A Arquitetura do Controle Narrativo Masculino

A série trata JFK Jr. como a variável central e independente contra a qual todas as personagens femininas são definidas. Seu legado familiar, charme e atividades profissionais são a base para todos os outros relacionamentos retratados. Carolyn Bessette é apresentada como a “princesa”, Jackie Onassis como manipuladora, e outras mulheres são reduzidas a garimpeiras obcecadas ou a espectadoras insípidas. Essa estrutura garante que a simpatia do público permaneça firme com JFK Jr., mesmo às custas de nuances ou justiça.

As vozes não ouvidas e o privilégio da omissão

Os criadores do programa não consultaram nenhuma das mulheres reais retratadas, incluindo Daryl Hannah, que estava em um relacionamento intermitente com Kennedy Jr. Hannah condenou publicamente seu retrato como uma “adversária” deliberada, destinada a fazer Bessette parecer mais atraente. O fato de Bessette, Hannah e Kennedy Jr. terem morrido em um trágico acidente de avião significa que suas perspectivas nunca serão ouvidas, consolidando ainda mais a narrativa tendenciosa do programa.

Um caso clássico de misoginia

Como Hannah pergunta: “Não é misoginia clássica derrubar uma mulher para construir outra?” A resposta é um sonoro sim. A série exemplifica uma tradição de longa data na cultura pop, onde as personagens femininas são transformadas em arquétipos simplistas: a megera versus a donzela. Não se trata apenas de imprecisão histórica; trata-se de reforçar um binário prejudicial que diminui a complexidade e a agência das mulheres.
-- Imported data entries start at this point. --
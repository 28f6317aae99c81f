//! Canonical byte encoding for signed data.
//!
//! Signatures never cover JSON or any map-based serialization. Signed
//! messages are built by concatenating fields in a fixed order:
//!
//! - a domain label first (raw bytes, fixed per message type),
//! - fixed-width values written as-is (integers big-endian),
//! - variable-length values prefixed with a u32 big-endian length,
//! - sequences prefixed with a u32 big-endian element count.
//!
//! **CRITICAL**: Changing the order or the framing of any message breaks
//! every existing signature.

/// Builder for a canonical signed message.
#[derive(Debug, Clone)]
pub struct CanonicalWriter {
    buf: Vec<u8>,
}

impl CanonicalWriter {
    /// Start a message with its domain label.
    pub fn new(domain: &[u8]) -> Self {
        let mut buf = Vec::with_capacity(domain.len() + 128);
        buf.extend_from_slice(domain);
        Self { buf }
    }

    /// Append a single byte.
    pub fn u8(mut self, value: u8) -> Self {
        self.buf.push(value);
        self
    }

    /// Append a signed 64-bit integer, big-endian.
    pub fn i64(mut self, value: i64) -> Self {
        self.buf.extend_from_slice(&value.to_be_bytes());
        self
    }

    /// Append a fixed-width field without a length prefix.
    pub fn fixed(mut self, bytes: &[u8]) -> Self {
        self.buf.extend_from_slice(bytes);
        self
    }

    /// Append a variable-length field with a length prefix.
    pub fn bytes(mut self, bytes: &[u8]) -> Self {
        self.put_len(bytes.len());
        self.buf.extend_from_slice(bytes);
        self
    }

    /// Append a UTF-8 string with a length prefix.
    pub fn str(self, s: &str) -> Self {
        self.bytes(s.as_bytes())
    }

    /// Append a sequence of strings: count, then each length-prefixed.
    pub fn strs<'a, I>(mut self, items: I) -> Self
    where
        I: IntoIterator<Item = &'a str>,
        I::IntoIter: ExactSizeIterator,
    {
        let items = items.into_iter();
        self.put_len(items.len());
        for item in items {
            self = self.str(item);
        }
        self
    }

    /// Finish and return the message bytes.
    pub fn finish(self) -> Vec<u8> {
        self.buf
    }

    fn put_len(&mut self, len: usize) {
        // Signed fields are bounded well below 4 GiB by the container limits.
        let len = u32::try_from(len).unwrap_or(u32::MAX);
        self.buf.extend_from_slice(&len.to_be_bytes());
    }
}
O retorno do privilégio não conquistado

O renascimento deste tratamento é particularmente alarmante dado o recente impulso do movimento MeToo, que desafiou brevemente esses tropos misóginos. No entanto, sob as actuais mudanças políticas e culturais, parece haver uma licença renovada para reduzir as mulheres a caricaturas unidimensionais. Isto ilustra uma profunda desconfiança no público, presumindo que são incapazes de compreender que as relações reais são confusas, complicadas e raramente se enquadram perfeitamente em narrativas simples.

Em última análise, Love Story não apenas reconta uma tragédia; perpetua um ciclo perigoso de apagamento e deturpação feminina. Enfrentar isto exige responsabilizar os produtores, exigir uma melhor narrativa e recusar aceitar narrativas que silenciem ou caluniem as mulheres em nome do entretenimento.